Instructions to follow =
Beneath this line is the data. Output exactly the lines from the line with "pub struct InputState" to the line with "fn assert_invariants(e: &Engine)", both ends included, and nothing more.

Supplied records =
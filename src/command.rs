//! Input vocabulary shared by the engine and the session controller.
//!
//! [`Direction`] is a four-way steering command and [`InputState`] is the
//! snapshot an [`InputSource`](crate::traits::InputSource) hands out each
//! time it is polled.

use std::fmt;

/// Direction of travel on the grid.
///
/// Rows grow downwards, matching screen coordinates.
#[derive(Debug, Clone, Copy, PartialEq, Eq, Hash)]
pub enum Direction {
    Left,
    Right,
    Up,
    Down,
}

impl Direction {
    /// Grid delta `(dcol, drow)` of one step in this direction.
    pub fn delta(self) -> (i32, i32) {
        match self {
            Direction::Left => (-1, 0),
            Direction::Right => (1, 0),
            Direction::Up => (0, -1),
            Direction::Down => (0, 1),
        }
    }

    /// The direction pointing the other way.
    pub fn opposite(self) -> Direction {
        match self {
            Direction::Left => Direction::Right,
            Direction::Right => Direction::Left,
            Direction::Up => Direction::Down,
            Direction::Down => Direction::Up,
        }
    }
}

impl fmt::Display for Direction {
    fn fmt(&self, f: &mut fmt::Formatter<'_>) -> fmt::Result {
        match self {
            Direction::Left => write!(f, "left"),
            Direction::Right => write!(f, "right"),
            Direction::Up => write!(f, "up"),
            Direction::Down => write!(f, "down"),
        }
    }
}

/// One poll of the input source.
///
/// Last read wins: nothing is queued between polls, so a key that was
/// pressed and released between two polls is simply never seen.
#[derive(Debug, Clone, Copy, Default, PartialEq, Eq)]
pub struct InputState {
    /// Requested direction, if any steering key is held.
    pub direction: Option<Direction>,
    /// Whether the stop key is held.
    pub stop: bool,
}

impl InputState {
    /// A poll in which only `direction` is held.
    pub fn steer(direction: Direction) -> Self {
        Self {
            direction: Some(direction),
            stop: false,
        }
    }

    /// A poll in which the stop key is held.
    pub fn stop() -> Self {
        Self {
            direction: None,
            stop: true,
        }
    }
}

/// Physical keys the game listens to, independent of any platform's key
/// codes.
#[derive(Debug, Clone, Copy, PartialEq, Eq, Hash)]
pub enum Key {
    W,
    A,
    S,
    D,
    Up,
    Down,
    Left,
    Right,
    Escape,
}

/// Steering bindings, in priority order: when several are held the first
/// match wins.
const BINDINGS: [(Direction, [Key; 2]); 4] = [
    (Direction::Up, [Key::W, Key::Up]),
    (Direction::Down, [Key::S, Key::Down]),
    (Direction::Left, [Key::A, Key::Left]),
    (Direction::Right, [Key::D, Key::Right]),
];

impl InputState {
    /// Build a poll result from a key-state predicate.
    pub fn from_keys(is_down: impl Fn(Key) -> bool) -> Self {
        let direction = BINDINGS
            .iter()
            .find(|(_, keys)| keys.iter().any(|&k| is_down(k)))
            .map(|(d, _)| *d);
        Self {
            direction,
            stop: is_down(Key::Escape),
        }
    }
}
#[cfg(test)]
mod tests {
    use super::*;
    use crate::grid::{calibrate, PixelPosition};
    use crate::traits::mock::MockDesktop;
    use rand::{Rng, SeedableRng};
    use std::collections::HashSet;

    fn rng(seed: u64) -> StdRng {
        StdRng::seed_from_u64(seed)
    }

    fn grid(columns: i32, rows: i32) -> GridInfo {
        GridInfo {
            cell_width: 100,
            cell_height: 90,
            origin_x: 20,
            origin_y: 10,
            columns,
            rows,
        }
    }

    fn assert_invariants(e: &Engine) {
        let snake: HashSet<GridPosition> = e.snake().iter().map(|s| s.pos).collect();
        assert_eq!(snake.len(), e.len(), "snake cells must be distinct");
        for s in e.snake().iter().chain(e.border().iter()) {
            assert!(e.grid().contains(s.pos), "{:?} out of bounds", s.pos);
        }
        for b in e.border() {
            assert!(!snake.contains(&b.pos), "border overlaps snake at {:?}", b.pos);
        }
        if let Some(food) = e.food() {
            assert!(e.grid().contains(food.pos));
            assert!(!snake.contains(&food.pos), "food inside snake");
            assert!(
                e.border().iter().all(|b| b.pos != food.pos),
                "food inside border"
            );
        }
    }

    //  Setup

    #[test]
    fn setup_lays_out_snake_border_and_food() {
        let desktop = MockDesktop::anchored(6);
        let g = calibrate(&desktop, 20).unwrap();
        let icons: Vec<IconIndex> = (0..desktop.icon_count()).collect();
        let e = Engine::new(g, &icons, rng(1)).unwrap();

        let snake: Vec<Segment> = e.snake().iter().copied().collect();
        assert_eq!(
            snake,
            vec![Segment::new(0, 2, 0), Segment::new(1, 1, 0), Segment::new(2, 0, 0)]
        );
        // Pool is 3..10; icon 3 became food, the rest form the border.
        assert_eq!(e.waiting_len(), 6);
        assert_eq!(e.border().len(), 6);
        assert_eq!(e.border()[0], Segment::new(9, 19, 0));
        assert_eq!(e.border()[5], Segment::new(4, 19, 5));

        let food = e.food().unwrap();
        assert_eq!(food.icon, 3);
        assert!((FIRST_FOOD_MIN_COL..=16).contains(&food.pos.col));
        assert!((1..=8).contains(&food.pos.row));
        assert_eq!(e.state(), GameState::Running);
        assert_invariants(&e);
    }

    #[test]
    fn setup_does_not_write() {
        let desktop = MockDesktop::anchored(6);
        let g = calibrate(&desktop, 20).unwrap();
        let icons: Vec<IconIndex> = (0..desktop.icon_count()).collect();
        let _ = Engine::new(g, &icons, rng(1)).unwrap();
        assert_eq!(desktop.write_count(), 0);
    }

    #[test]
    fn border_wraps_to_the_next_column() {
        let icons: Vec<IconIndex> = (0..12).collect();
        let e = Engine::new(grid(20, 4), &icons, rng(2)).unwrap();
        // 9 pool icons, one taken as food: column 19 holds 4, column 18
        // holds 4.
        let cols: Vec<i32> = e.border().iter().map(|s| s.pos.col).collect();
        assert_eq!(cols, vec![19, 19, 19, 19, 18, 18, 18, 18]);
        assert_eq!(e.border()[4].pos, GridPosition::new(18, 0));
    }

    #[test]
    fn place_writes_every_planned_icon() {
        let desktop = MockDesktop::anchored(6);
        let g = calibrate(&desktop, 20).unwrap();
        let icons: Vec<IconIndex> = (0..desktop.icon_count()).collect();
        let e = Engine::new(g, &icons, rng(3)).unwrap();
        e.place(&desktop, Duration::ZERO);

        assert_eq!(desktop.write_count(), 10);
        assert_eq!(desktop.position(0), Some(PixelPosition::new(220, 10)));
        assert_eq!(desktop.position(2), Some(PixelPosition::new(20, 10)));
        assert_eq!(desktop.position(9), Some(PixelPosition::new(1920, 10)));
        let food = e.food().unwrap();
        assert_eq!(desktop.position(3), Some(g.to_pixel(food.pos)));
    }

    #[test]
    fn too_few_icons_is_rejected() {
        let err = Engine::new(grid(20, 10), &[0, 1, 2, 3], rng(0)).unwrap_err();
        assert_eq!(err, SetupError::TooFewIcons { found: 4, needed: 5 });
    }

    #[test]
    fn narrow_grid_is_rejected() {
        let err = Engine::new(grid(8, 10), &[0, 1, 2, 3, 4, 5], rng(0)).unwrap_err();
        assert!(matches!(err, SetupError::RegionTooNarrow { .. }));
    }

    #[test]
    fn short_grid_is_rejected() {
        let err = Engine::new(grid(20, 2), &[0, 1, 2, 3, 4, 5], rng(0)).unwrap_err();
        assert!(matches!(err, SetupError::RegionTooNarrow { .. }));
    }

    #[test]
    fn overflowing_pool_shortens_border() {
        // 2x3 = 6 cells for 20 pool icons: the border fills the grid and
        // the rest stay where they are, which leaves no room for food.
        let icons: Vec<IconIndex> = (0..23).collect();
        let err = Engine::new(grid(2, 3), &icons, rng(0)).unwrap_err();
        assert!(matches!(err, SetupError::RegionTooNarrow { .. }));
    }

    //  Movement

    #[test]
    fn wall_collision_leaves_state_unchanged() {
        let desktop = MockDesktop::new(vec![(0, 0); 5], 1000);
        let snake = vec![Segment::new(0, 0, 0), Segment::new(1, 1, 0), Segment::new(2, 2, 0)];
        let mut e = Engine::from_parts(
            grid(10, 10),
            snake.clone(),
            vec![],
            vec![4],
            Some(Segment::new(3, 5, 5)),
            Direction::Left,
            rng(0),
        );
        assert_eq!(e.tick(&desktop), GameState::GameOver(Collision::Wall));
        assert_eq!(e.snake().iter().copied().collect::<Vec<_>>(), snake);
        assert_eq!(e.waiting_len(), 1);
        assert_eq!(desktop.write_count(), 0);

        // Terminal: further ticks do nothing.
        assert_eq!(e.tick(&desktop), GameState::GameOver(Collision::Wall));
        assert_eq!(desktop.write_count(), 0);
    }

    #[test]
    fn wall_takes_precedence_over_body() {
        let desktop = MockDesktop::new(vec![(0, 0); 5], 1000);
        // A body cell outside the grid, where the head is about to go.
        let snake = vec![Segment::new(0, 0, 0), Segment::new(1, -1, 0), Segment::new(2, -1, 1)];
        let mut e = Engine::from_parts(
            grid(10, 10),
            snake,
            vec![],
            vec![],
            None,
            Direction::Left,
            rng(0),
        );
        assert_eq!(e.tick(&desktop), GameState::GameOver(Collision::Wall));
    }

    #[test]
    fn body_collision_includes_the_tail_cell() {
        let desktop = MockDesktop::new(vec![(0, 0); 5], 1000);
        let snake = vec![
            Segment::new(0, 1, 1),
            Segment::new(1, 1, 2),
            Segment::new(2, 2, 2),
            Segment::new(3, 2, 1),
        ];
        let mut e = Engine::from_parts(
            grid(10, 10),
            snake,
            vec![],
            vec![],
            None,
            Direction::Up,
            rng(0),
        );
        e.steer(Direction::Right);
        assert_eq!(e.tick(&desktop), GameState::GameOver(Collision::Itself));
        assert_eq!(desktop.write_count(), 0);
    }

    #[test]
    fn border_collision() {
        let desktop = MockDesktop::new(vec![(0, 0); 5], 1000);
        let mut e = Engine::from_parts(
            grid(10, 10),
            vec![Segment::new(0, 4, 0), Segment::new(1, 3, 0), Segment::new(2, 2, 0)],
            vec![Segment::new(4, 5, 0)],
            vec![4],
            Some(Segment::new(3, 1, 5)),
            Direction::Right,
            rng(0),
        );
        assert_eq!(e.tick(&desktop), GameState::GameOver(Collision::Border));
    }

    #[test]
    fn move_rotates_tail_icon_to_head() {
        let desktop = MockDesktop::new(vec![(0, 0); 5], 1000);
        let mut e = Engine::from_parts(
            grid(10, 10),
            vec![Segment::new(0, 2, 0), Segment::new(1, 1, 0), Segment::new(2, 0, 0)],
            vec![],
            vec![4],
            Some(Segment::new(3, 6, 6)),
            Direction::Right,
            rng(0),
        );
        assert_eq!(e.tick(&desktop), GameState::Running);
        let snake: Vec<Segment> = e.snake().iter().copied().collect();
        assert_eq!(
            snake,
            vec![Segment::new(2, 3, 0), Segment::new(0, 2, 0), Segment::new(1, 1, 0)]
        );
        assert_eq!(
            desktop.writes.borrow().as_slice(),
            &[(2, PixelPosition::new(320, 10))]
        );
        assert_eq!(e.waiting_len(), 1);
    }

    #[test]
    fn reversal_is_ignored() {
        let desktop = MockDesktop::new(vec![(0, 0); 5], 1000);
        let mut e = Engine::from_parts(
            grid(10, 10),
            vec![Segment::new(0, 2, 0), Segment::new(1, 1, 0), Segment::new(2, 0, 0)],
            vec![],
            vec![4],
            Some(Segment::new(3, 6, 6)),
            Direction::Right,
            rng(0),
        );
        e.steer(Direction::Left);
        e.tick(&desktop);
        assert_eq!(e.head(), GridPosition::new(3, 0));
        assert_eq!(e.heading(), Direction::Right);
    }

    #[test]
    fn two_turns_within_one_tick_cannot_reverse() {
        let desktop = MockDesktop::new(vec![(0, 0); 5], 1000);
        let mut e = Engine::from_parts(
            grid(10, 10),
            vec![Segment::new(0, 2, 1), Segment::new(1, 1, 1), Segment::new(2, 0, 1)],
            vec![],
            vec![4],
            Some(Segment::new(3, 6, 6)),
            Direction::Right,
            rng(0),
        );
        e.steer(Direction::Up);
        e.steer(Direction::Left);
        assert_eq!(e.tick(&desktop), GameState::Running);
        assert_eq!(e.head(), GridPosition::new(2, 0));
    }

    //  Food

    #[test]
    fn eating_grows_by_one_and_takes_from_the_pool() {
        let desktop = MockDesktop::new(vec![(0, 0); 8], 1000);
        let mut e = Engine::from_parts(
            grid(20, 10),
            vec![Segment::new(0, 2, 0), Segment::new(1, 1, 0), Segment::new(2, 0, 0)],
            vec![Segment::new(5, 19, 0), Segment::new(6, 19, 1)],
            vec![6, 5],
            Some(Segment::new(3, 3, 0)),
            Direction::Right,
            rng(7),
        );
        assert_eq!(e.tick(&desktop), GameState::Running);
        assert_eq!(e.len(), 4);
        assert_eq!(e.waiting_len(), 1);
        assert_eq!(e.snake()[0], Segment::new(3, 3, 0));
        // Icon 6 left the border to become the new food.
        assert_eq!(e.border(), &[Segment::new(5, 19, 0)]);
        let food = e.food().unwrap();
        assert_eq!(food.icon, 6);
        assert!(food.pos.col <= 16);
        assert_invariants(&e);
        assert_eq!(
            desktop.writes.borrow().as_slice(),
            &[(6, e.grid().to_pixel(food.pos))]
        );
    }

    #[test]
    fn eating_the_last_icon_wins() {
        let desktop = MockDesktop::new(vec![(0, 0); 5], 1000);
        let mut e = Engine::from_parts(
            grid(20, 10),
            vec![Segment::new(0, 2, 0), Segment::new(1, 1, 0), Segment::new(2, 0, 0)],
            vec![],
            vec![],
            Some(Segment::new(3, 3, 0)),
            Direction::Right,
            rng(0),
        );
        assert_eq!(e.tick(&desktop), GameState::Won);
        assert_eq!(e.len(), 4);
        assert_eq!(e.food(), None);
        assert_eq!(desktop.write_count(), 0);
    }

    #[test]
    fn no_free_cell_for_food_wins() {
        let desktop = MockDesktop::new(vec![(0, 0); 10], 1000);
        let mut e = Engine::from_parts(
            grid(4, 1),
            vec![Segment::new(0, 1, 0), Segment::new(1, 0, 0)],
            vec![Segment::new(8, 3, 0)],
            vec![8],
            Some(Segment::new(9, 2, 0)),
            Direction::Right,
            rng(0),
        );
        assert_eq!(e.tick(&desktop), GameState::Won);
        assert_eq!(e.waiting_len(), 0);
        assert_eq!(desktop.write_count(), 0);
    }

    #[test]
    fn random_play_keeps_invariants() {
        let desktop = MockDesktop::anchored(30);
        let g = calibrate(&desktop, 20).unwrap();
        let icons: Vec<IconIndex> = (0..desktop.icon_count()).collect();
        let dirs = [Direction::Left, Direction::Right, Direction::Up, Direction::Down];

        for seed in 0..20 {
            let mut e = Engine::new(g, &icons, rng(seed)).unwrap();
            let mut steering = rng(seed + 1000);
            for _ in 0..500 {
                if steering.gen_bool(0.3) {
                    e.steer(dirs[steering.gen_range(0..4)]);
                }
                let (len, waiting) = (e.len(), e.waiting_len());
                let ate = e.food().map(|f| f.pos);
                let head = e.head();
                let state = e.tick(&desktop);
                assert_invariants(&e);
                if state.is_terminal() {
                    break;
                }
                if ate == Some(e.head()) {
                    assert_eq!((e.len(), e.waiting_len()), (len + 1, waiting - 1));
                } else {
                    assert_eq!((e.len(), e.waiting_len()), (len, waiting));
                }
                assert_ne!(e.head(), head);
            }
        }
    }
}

Expected output =
pub struct InputState {
    /// Requested direction, if any steering key is held.
    pub direction: Option<Direction>,
    /// Whether the stop key is held.
    pub stop: bool,
}

impl InputState {
    /// A poll in which only `direction` is held.
    pub fn steer(direction: Direction) -> Self {
        Self {
            direction: Some(direction),
            stop: false,
        }
    }

    /// A poll in which the stop key is held.
    pub fn stop() -> Self {
        Self {
            direction: None,
            stop: true,
        }
    }
}

/// Physical keys the game listens to, independent of any platform's key
/// codes.
#[derive(Debug, Clone, Copy, PartialEq, Eq, Hash)]
pub enum Key {
    W,
    A,
    S,
    D,
    Up,
    Down,
    Left,
    Right,
    Escape,
}

/// Steering bindings, in priority order: when several are held the first
/// match wins.
const BINDINGS: [(Direction, [Key; 2]); 4] = [
    (Direction::Up, [Key::W, Key::Up]),
    (Direction::Down, [Key::S, Key::Down]),
    (Direction::Left, [Key::A, Key::Left]),
    (Direction::Right, [Key::D, Key::Right]),
];

impl InputState {
    /// Build a poll result from a key-state predicate.
    pub fn from_keys(is_down: impl Fn(Key) -> bool) -> Self {
        let direction = BINDINGS
            .iter()
            .find(|(_, keys)| keys.iter().any(|&k| is_down(k)))
            .map(|(d, _)| *d);
        Self {
            direction,
            stop: is_down(Key::Escape),
        }
    }
}
#[cfg(test)]
mod tests {
    use super::*;
    use crate::grid::{calibrate, PixelPosition};
    use crate::traits::mock::MockDesktop;
    use rand::{Rng, SeedableRng};
    use std::collections::HashSet;

    fn rng(seed: u64) -> StdRng {
        StdRng::seed_from_u64(seed)
    }

    fn grid(columns: i32, rows: i32) -> GridInfo {
        GridInfo {
            cell_width: 100,
            cell_height: 90,
            origin_x: 20,
            origin_y: 10,
            columns,
            rows,
        }
    }

    fn assert_invariants(e: &Engine) {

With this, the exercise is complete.